Dies würde dem Regime auch die Möglichkeit eröffnen, die dringend erwartete Reform des Militärapparates der Revolutionsgarden in Angriff zu nehmen und die Fehleranfälligkeit sowohl in der Befehlskette als auch in der Waffentechnik zu reduzieren. Natürlich wäre damit die eingangs beschriebene Problematik nicht gelöst, aber das Regime würde versuchen, sein Gesicht zu wahren und eine Art Akzeptanz in der iranischen Öffentlichkeit zu erreichen.
Letztlich handelt es sich auch im Iran um eine rein politische Entscheidung. Das letzte Wort hat der iranische Revolutionsführer Khamenei.
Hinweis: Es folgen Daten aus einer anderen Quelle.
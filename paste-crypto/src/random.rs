//! Injectable randomness.
//!
//! Nonces, session keys and salts all come from a [`RandomSource`] handed to
//! the component at construction, so tests can pin them without touching
//! process-wide state.

use crate::CryptoError;

/// A source of cryptographically secure random bytes.
pub trait RandomSource: Send + Sync {
    /// Fill `dest` entirely with random bytes.
    fn fill_bytes(&self, dest: &mut [u8]) -> Result<(), CryptoError>;
}

/// The operating system CSPRNG.
#[derive(Debug, Default, Clone, Copy)]
pub struct OsRandom;

impl RandomSource for OsRandom {
    fn fill_bytes(&self, dest: &mut [u8]) -> Result<(), CryptoError> {
        getrandom::getrandom(dest).map_err(|e| CryptoError::Random(e.to_string()))
    }
}
//! CipherEnvelope - the wire format for hybrid-encrypted payloads.

use serde::{Deserialize, Serialize};

use crate::PasteError;

/// A payload encrypted under a one-time session key, plus that session key
/// wrapped for the recipient.
///
/// This is what the relay stores when the sender used a public key or an
/// OpenPGP recipient. The relay cannot open either field.
///
/// Serialized as JSON with base64 byte fields:
///
/// ```text
/// {"encryptedData":"<base64>","encryptedSessionKey":"<base64>"}
/// ```
#[derive(Clone, PartialEq, Eq, Serialize, Deserialize)]
#[serde(rename_all = "camelCase", deny_unknown_fields)]
pub struct CipherEnvelope {
    /// `nonce || AES-256-GCM(session_key, plaintext)`.
    #[serde(with = "base64_bytes")]
    pub encrypted_data: Vec<u8>,
    /// The session key wrapped with RSA-OAEP or by the asymmetric agent.
    #[serde(with = "base64_bytes")]
    pub encrypted_session_key: Vec<u8>,
}

impl CipherEnvelope {
    /// Create an envelope from its two parts.
    pub fn new(encrypted_data: Vec<u8>, encrypted_session_key: Vec<u8>) -> Self {
        Self {
            encrypted_data,
            encrypted_session_key,
        }
    }

    /// Serialize to JSON bytes.
    pub fn to_bytes(&self) -> Result<Vec<u8>, PasteError> {
        serde_json::to_vec(self).map_err(PasteError::Serialization)
    }

    /// Deserialize from JSON bytes.
    pub fn from_bytes(bytes: &[u8]) -> Result<Self, PasteError> {
        serde_json::from_slice(bytes).map_err(PasteError::Deserialization)
    }
}

impl std::fmt::Debug for CipherEnvelope {
    fn fmt(&self, f: &mut std::fmt::Formatter<'_>) -> std::fmt::Result {
        f.debug_struct("CipherEnvelope")
            .field("encrypted_data", &format!("[{} bytes]", self.encrypted_data.len()))
            .field(
                "encrypted_session_key",
                &format!("[{} bytes]", self.encrypted_session_key.len()),
            )
            .finish()
    }
}

/// Byte arrays as standard (padded) base64 strings.
mod base64_bytes {
    use base64::{engine::general_purpose::STANDARD, Engine};
    use serde::{Deserialize, Deserializer, Serializer};

    pub fn serialize<S: Serializer>(bytes: &[u8], serializer: S) -> Result<S::Ok, S::Error> {
        serializer.serialize_str(&STANDARD.encode(bytes))
    }

    pub fn deserialize<'de, D: Deserializer<'de>>(deserializer: D) -> Result<Vec<u8>, D::Error> {
        let encoded = String::deserialize(deserializer)?;
        STANDARD
            .decode(encoded.as_bytes())
            .map_err(serde::de::Error::custom)
    }
}
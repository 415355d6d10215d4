//! # pastebox
//!
//! Copy on one machine, paste on another, through an ephemeral relay.
//!
//! ## Commands
//!
//! - `copy`: Encrypt stdin and upload it
//! - `paste`: Download, decrypt and write to stdout
//! - `last-updated`: Print when the relay last received a payload
//! - `serve`: Run a relay
//! - `version`: Print the version
//!
//! ## Example
//!
//! ```bash
//! # On the relay host
//! pastebox serve --port 9090 --ttl-secs 600
//!
//! # On machine A
//! export PASTEBOX_SERVER=http://192.168.11.5:9090
//! echo hello | pastebox copy -p mypassword
//!
//! # On machine B
//! export PASTEBOX_SERVER=http://192.168.11.5:9090
//! pastebox paste -p mypassword
//! ```

use anyhow::Result;
use clap::{Parser, Subcommand};
use tracing_subscriber::EnvFilter;

mod commands;

use commands::{copy, last_updated, paste, serve, CopyArgs, LastUpdatedArgs, PasteArgs, ServeArgs};

/// Encrypted copy/paste through a pastebox relay.
#[derive(Parser, Debug)]
#[command(name = "pastebox")]
#[command(version, about, long_about = None)]
struct Cli {
    #[command(subcommand)]
    command: Commands,
}

#[derive(Subcommand, Debug)]
enum Commands {
    /// Read stdin, encrypt it and upload it to the relay
    Copy(CopyArgs),

    /// Download from the relay, decrypt and write to stdout
    Paste(PasteArgs),

    /// Print the unix nanoseconds of the relay's last upload
    LastUpdated(LastUpdatedArgs),

    /// Run a relay server
    Serve(ServeArgs),

    /// Print the version
    Version,
}

#[tokio::main]
async fn main() -> Result<()> {
    // stdout carries paste output, so logs go to stderr.
    tracing_subscriber::fmt()
        .with_env_filter(
            EnvFilter::try_from_default_env().unwrap_or_else(|_| EnvFilter::new("info")),
        )
        .with_writer(std::io::stderr)
        .init();

    let cli = Cli::parse();

    match cli.command {
        Commands::Copy(args) => copy::run(args).await?,
        Commands::Paste(args) => paste::run(args).await?,
        Commands::LastUpdated(args) => last_updated::run(args).await?,
        Commands::Serve(args) => serve::run(args).await?,
        Commands::Version => println!("pastebox {}", env!("CARGO_PKG_VERSION")),
    }

    Ok(())
}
Von ihm wird es abhängen, ob und in welchem Ausmass es von Iran aus zu einer militärischen Eskalation kommt. Auch Khamenei wird die hier beschriebenen Bedingungen nicht ignorieren können, aber er wird seine Entscheidung letztlich nicht losgelöst von der religiös-ideologischen Programmatik treffen, die das gesamte System der Islamischen Republik trägt.